---- PROVIDED RECORDS

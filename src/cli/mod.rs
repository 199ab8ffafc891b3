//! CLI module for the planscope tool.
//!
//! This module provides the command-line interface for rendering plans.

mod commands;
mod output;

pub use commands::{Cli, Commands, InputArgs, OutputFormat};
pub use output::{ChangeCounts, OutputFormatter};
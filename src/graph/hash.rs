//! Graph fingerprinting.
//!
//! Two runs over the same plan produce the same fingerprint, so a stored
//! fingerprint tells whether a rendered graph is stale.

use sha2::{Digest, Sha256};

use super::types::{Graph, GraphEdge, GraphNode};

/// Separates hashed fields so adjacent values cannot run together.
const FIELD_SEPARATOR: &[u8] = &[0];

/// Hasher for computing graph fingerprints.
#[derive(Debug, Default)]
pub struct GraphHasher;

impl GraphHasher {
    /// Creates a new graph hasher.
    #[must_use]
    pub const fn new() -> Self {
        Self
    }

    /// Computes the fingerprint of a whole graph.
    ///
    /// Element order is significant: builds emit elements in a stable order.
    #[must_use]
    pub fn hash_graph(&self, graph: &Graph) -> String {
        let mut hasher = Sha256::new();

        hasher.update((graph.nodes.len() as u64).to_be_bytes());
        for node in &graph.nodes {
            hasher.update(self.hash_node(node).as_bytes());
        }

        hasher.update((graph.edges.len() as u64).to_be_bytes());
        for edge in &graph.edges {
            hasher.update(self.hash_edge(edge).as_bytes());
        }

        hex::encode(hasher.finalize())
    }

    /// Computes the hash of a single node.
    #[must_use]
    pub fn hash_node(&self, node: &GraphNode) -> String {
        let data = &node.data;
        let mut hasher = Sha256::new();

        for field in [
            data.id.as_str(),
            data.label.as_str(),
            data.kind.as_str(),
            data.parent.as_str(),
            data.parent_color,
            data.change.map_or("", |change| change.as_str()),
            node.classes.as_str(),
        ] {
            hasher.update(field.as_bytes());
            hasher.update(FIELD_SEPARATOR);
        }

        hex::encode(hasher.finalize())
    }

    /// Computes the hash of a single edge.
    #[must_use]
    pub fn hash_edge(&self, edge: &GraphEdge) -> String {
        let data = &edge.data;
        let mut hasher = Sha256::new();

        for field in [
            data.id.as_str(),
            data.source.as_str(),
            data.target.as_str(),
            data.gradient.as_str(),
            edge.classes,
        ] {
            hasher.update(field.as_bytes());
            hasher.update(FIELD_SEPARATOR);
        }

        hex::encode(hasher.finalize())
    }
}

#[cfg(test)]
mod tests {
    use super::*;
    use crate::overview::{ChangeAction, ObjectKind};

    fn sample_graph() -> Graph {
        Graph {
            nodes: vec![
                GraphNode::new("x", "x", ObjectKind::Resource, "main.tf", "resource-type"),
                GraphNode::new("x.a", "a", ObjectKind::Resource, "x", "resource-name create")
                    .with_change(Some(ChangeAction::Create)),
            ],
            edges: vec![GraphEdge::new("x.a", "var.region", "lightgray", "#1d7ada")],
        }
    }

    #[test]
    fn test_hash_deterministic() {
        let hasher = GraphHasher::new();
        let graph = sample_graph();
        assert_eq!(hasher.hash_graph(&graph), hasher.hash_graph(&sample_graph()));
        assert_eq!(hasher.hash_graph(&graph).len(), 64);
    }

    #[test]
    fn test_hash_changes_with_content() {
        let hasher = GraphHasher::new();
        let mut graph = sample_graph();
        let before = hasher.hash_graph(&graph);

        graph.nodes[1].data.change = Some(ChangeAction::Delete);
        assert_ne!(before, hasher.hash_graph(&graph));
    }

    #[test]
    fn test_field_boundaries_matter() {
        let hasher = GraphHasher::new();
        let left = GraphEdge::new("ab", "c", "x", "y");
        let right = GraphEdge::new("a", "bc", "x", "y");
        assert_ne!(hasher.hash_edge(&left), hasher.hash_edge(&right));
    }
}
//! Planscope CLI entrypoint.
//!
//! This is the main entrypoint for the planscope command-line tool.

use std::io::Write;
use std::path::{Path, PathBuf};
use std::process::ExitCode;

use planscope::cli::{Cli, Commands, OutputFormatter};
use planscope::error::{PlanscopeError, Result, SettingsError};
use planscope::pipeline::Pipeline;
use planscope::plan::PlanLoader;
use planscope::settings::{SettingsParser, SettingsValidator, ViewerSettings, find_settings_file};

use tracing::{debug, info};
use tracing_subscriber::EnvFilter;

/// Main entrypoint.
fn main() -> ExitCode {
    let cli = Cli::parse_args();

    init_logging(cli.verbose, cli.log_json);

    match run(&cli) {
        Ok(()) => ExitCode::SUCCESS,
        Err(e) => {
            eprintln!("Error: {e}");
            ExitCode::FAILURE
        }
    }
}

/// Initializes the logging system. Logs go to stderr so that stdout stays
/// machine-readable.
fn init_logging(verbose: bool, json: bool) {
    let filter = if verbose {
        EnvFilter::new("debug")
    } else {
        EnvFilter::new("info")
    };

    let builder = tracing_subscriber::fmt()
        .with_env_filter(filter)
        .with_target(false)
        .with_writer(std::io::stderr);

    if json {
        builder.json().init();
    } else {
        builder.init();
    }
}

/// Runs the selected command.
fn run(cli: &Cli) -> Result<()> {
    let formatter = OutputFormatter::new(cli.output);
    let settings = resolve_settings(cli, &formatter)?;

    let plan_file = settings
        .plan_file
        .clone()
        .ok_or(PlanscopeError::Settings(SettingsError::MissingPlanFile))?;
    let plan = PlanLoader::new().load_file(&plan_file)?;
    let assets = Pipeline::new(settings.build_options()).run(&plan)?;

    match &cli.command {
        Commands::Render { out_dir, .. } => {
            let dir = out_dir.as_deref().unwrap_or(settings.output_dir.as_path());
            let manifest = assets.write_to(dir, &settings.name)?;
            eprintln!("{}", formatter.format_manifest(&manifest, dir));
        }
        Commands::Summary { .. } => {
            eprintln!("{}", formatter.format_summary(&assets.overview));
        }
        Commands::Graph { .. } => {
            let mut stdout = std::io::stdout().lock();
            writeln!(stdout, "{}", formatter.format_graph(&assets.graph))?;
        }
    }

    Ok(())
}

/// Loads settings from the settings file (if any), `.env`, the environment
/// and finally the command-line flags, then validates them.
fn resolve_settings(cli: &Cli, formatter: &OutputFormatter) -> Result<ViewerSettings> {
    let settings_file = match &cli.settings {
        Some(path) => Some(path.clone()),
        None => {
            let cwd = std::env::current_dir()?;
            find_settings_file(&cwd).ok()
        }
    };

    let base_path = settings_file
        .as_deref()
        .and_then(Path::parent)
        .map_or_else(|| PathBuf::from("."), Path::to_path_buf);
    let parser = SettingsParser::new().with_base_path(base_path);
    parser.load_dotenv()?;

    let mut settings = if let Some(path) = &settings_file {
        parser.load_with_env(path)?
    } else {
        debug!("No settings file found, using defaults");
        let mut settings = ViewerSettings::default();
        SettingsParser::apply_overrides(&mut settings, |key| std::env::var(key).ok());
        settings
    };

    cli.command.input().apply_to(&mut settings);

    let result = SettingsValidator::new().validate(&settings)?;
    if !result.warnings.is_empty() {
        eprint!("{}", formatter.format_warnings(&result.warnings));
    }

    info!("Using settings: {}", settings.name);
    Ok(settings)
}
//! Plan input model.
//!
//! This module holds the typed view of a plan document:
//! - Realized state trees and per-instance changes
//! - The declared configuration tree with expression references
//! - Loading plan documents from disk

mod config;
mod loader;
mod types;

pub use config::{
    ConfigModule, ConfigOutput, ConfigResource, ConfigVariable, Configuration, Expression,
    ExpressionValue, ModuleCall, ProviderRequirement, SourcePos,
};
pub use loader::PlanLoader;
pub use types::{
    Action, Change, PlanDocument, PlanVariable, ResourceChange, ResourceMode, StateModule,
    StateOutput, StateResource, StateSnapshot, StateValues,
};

--------

- [PROBLEM REQUIREMENTS]: Across the listing above, how many lines include the string "GraphEdge"? Answer with a single number.

- [TASK RESPONSE]: 5